**WHAT YOU HAVE TO DO:**
Look below for the line containing "in one patch."; from there, print each line exactly up to and including the line containing "let id = module.core().id().to_string();", and stop.

**DATA SECTION:**
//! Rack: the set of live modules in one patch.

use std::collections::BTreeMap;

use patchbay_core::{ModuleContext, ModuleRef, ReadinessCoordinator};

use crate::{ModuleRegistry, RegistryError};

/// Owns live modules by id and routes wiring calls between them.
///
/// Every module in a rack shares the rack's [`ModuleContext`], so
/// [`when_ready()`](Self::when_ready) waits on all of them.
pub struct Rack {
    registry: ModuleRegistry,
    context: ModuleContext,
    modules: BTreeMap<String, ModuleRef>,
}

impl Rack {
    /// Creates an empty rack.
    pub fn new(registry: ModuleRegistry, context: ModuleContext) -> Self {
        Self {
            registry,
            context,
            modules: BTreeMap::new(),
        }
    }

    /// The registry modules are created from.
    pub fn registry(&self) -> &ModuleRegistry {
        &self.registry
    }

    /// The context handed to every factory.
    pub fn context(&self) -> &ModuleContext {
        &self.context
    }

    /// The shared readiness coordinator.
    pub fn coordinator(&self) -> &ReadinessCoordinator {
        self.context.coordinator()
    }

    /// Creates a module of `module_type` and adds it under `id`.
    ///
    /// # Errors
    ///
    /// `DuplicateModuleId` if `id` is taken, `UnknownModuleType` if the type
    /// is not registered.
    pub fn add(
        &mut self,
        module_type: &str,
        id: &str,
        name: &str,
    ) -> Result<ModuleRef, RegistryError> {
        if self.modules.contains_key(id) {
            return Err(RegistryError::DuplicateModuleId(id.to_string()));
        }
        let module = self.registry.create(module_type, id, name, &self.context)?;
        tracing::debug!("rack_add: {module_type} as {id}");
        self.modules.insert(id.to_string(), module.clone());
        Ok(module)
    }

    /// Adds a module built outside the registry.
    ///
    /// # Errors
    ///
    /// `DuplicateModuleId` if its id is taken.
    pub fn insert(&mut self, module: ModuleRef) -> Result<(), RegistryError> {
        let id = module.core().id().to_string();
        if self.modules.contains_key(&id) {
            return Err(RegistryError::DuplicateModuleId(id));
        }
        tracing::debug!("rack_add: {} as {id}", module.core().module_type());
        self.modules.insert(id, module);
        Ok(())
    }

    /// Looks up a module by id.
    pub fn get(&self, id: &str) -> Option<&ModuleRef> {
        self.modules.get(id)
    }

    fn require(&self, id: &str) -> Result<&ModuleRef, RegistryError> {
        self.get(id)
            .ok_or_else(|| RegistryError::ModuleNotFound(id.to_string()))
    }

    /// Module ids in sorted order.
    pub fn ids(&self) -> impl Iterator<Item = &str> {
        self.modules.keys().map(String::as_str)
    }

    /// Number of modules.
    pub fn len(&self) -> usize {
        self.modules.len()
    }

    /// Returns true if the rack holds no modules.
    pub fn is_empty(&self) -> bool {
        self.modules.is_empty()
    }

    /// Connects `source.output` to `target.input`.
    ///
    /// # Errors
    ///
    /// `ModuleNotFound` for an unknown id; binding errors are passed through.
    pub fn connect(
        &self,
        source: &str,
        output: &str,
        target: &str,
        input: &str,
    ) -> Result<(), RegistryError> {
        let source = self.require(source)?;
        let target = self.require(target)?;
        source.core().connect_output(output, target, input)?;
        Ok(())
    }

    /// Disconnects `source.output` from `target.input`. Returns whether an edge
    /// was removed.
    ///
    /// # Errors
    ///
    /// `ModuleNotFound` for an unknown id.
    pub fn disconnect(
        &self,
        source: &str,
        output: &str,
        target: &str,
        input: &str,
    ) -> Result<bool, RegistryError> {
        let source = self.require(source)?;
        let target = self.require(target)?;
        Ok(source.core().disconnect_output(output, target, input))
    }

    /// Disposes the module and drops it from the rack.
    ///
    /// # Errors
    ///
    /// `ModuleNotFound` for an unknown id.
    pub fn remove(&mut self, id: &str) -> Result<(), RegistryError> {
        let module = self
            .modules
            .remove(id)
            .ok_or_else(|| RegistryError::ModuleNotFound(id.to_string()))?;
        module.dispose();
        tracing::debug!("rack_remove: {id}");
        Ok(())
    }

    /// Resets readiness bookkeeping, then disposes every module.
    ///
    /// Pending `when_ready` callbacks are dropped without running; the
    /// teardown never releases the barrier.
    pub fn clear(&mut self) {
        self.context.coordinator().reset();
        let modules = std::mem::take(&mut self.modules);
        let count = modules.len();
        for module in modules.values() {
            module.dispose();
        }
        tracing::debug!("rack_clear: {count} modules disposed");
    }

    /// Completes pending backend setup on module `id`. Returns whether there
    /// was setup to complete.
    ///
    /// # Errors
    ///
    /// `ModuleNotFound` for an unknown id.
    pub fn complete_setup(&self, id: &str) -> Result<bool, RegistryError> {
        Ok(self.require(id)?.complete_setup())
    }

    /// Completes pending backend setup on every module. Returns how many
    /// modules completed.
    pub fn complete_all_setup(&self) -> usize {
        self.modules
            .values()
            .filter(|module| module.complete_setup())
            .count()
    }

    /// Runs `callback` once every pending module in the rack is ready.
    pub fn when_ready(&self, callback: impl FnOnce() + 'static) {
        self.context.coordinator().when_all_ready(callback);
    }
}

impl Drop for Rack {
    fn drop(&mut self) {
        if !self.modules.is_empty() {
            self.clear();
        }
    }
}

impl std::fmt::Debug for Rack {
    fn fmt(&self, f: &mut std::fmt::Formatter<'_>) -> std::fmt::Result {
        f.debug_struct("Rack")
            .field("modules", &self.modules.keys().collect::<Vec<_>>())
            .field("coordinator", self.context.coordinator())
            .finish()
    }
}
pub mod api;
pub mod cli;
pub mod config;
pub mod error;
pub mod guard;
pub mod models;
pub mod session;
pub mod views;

---

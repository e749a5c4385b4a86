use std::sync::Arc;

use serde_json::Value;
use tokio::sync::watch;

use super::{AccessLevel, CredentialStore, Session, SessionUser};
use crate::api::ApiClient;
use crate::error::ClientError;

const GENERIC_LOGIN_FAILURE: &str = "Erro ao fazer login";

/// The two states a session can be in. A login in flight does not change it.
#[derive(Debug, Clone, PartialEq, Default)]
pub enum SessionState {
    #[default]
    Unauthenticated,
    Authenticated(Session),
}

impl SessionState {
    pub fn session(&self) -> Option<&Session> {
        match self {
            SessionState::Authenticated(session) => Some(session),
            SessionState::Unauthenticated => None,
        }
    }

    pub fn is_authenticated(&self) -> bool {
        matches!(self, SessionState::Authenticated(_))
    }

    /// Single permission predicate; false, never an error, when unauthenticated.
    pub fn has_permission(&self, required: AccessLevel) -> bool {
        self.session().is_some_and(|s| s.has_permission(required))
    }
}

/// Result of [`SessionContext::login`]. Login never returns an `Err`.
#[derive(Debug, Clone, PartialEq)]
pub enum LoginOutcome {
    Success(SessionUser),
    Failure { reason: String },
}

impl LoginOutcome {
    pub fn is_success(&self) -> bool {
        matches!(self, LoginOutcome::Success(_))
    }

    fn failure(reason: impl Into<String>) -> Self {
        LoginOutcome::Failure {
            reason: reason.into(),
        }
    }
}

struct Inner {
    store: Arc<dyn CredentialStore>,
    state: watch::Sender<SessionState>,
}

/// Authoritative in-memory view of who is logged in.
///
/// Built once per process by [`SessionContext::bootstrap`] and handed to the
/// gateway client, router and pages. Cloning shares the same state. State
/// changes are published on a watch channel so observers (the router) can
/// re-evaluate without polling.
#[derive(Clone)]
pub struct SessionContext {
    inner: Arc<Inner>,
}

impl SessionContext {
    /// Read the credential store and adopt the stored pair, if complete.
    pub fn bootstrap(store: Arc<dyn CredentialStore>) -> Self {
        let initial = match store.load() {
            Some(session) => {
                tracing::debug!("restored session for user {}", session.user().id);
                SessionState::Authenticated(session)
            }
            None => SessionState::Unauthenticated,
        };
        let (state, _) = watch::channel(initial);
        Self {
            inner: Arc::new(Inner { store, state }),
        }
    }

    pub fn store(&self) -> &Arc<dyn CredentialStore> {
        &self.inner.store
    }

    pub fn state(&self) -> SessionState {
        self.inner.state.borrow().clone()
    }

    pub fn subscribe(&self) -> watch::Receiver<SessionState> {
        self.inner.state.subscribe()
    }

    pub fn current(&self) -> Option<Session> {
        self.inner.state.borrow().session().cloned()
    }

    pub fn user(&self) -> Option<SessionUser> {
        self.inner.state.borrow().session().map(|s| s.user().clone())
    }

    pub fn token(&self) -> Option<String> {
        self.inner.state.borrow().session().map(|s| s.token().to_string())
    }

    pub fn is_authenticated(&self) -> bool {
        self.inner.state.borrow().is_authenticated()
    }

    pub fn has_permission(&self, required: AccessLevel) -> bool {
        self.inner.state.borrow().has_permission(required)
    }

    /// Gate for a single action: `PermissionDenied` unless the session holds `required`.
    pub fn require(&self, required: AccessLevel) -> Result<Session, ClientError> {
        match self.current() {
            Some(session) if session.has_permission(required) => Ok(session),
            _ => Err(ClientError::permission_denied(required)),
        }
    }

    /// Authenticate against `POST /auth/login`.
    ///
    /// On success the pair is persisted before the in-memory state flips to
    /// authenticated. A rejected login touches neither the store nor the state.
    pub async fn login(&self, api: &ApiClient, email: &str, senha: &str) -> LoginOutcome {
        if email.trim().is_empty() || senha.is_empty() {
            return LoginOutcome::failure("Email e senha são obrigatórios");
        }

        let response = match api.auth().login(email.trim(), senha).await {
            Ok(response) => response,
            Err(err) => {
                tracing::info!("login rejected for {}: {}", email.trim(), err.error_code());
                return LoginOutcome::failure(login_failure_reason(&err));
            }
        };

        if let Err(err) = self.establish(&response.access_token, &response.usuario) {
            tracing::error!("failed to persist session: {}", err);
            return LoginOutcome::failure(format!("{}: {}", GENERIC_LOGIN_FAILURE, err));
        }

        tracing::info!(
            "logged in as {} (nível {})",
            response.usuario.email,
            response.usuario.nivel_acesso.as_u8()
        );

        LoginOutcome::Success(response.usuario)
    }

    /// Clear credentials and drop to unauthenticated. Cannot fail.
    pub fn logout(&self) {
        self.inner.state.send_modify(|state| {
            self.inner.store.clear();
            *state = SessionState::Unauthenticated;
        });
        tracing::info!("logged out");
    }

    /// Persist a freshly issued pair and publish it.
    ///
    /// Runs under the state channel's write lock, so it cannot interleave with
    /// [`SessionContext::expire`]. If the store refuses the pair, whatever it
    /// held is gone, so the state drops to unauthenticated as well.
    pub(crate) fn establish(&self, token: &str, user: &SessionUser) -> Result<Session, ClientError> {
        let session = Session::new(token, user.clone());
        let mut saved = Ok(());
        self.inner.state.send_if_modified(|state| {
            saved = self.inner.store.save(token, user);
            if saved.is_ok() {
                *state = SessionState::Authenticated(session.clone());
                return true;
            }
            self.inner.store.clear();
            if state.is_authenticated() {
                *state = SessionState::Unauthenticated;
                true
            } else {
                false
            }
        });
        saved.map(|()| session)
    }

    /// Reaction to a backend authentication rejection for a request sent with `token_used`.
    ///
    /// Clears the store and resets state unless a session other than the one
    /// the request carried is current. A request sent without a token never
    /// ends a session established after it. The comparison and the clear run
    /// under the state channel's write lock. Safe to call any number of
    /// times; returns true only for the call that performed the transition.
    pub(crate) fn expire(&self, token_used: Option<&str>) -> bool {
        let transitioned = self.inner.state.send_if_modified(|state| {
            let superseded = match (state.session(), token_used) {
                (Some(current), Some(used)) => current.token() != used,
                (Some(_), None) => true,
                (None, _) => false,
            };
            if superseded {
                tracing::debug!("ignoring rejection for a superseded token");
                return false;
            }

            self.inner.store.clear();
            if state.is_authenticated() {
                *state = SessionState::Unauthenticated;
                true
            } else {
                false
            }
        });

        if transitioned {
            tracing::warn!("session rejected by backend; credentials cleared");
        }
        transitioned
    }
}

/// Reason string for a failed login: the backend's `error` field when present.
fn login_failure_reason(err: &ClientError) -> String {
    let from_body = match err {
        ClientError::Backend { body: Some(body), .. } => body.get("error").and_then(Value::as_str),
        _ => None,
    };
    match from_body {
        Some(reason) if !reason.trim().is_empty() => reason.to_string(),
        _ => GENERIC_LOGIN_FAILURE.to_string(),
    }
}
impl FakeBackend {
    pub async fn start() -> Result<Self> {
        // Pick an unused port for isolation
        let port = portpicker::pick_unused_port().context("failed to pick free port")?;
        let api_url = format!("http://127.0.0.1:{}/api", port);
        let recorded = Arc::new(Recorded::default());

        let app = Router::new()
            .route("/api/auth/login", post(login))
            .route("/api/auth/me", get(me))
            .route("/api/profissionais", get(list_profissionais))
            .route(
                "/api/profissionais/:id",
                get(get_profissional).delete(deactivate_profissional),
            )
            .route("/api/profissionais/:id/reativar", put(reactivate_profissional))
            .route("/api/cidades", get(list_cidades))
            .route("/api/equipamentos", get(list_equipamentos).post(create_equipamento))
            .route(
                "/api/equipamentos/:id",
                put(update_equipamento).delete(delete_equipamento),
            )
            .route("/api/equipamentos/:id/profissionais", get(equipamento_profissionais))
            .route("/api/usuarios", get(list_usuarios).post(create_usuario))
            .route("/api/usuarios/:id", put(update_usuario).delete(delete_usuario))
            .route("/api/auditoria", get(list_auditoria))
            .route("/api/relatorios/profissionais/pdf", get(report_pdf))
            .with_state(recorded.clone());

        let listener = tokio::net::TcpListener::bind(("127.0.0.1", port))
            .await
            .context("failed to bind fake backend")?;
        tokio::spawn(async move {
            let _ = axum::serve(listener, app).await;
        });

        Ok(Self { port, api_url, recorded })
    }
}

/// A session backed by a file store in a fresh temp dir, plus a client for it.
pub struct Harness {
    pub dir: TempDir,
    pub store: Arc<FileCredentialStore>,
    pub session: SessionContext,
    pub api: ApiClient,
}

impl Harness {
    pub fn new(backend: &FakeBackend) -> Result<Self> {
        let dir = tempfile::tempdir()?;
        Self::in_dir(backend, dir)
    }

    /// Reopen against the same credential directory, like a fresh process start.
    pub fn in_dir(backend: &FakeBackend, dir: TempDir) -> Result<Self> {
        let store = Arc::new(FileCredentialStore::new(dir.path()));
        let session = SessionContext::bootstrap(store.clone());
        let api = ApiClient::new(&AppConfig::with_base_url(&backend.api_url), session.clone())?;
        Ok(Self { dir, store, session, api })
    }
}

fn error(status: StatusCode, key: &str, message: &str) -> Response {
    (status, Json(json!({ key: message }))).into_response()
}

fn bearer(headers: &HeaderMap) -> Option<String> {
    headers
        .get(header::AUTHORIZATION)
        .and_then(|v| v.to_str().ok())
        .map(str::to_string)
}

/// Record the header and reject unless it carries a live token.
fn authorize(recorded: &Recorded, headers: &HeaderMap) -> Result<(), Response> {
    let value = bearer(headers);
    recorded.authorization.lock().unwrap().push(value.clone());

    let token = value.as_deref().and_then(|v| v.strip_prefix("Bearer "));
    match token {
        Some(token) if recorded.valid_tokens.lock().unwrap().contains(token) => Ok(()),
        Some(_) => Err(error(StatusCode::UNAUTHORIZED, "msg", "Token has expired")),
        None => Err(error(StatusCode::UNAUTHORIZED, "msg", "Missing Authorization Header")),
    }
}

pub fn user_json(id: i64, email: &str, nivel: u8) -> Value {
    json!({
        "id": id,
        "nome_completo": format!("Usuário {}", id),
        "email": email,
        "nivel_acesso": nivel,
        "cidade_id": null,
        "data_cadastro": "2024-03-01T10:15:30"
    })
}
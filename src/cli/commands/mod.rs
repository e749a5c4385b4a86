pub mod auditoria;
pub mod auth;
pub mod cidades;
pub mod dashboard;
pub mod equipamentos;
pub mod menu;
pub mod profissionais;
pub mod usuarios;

==

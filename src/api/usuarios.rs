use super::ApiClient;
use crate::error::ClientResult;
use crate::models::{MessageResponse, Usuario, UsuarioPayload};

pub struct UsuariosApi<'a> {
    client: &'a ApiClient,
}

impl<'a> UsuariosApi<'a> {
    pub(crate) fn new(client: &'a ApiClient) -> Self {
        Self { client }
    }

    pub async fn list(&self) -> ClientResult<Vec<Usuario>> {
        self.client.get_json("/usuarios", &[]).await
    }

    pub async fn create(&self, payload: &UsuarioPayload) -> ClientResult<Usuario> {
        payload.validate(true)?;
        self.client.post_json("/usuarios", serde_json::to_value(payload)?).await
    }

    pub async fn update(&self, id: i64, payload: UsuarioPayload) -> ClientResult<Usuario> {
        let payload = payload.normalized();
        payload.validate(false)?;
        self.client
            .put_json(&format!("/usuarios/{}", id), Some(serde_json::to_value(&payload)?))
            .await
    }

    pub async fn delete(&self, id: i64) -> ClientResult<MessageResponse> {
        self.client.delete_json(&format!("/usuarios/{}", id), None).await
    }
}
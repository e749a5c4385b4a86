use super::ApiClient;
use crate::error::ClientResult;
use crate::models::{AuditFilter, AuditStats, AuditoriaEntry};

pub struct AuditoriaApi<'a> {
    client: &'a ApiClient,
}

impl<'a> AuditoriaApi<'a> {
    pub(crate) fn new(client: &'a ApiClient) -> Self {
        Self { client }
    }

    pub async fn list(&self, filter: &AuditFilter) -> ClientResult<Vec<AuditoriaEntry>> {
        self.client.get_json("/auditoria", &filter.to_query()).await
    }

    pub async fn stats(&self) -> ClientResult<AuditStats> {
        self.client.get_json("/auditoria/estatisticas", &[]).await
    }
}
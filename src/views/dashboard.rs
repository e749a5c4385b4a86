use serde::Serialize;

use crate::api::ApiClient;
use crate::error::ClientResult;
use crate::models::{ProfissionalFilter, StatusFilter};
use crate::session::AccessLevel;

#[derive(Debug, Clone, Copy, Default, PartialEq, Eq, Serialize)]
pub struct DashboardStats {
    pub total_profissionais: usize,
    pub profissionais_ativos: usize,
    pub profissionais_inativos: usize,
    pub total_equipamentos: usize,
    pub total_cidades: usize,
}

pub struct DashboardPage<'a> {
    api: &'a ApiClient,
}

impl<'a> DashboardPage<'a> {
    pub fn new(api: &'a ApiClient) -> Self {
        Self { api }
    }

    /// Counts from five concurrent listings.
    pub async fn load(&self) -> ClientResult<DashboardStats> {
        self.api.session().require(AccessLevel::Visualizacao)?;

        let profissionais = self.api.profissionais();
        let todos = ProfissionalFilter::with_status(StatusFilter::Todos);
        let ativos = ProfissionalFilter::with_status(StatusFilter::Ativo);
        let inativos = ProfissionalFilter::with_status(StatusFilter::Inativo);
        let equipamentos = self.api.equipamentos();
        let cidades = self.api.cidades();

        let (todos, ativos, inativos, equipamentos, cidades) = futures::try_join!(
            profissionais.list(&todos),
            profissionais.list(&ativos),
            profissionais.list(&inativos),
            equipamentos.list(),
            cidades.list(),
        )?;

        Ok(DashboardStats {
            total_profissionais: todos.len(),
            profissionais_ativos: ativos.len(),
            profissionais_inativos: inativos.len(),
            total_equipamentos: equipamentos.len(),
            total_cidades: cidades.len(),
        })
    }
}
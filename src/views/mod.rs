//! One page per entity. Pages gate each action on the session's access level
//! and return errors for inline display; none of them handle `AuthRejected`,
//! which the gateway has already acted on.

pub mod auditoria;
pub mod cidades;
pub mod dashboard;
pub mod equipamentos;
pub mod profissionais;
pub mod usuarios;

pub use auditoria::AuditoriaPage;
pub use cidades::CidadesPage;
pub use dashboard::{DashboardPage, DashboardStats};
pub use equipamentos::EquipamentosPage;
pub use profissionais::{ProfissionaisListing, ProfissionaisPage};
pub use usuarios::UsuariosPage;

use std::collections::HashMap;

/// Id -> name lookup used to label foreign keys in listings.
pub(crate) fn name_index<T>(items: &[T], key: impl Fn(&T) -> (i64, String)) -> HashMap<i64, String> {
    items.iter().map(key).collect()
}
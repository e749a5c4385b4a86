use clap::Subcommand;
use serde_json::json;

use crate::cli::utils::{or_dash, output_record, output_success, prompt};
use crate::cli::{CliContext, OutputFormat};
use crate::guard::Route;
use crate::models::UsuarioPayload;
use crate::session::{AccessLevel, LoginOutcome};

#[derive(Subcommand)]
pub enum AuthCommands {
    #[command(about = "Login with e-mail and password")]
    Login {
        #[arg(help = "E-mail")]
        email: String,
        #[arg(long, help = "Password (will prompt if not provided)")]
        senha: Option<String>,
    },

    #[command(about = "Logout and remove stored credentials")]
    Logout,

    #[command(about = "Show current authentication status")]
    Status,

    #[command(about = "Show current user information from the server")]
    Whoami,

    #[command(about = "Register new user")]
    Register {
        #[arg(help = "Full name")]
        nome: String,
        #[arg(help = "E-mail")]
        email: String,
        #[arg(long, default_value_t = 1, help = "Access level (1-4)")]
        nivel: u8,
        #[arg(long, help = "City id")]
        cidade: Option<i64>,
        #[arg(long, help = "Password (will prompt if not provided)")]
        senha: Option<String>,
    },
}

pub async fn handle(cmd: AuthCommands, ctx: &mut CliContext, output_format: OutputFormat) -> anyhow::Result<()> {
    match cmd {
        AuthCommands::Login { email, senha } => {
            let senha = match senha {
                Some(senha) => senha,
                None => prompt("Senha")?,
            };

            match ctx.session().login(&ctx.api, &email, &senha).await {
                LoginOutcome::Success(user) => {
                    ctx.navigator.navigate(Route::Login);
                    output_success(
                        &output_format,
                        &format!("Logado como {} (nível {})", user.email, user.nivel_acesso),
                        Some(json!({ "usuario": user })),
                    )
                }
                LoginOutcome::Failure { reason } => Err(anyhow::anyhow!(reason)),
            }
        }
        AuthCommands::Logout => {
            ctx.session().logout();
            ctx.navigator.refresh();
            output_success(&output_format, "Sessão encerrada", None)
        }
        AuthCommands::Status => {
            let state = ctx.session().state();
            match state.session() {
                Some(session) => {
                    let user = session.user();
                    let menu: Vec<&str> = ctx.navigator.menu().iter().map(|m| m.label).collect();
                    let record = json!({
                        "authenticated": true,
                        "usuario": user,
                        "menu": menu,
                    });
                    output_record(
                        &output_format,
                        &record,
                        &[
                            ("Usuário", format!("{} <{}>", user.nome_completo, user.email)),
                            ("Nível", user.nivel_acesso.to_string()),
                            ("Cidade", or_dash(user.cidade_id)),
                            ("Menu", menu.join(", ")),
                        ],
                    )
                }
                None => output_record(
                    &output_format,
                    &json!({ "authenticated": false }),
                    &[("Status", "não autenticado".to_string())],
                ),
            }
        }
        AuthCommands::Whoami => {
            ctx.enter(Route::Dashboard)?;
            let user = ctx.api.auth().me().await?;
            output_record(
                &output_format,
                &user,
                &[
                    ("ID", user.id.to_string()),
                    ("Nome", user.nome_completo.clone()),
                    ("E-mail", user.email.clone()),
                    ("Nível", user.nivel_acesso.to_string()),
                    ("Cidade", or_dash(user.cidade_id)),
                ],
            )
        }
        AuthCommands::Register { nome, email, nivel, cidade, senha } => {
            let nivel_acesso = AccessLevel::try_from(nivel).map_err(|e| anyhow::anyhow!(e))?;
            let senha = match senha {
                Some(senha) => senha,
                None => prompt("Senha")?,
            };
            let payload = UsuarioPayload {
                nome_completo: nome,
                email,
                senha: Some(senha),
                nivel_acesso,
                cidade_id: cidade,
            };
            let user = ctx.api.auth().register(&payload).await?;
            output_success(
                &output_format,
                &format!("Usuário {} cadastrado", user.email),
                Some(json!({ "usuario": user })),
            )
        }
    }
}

**EXPECTED ANSWER:**
//! Rack: the set of live modules in one patch.

use std::collections::BTreeMap;

use patchbay_core::{ModuleContext, ModuleRef, ReadinessCoordinator};

use crate::{ModuleRegistry, RegistryError};

/// Owns live modules by id and routes wiring calls between them.
///
/// Every module in a rack shares the rack's [`ModuleContext`], so
/// [`when_ready()`](Self::when_ready) waits on all of them.
pub struct Rack {
    registry: ModuleRegistry,
    context: ModuleContext,
    modules: BTreeMap<String, ModuleRef>,
}

impl Rack {
    /// Creates an empty rack.
    pub fn new(registry: ModuleRegistry, context: ModuleContext) -> Self {
        Self {
            registry,
            context,
            modules: BTreeMap::new(),
        }
    }

    /// The registry modules are created from.
    pub fn registry(&self) -> &ModuleRegistry {
        &self.registry
    }

    /// The context handed to every factory.
    pub fn context(&self) -> &ModuleContext {
        &self.context
    }

    /// The shared readiness coordinator.
    pub fn coordinator(&self) -> &ReadinessCoordinator {
        self.context.coordinator()
    }

    /// Creates a module of `module_type` and adds it under `id`.
    ///
    /// # Errors
    ///
    /// `DuplicateModuleId` if `id` is taken, `UnknownModuleType` if the type
    /// is not registered.
    pub fn add(
        &mut self,
        module_type: &str,
        id: &str,
        name: &str,
    ) -> Result<ModuleRef, RegistryError> {
        if self.modules.contains_key(id) {
            return Err(RegistryError::DuplicateModuleId(id.to_string()));
        }
        let module = self.registry.create(module_type, id, name, &self.context)?;
        tracing::debug!("rack_add: {module_type} as {id}");
        self.modules.insert(id.to_string(), module.clone());
        Ok(module)
    }

    /// Adds a module built outside the registry.
    ///
    /// # Errors
    ///
    /// `DuplicateModuleId` if its id is taken.
    pub fn insert(&mut self, module: ModuleRef) -> Result<(), RegistryError> {
        let id = module.core().id().to_string();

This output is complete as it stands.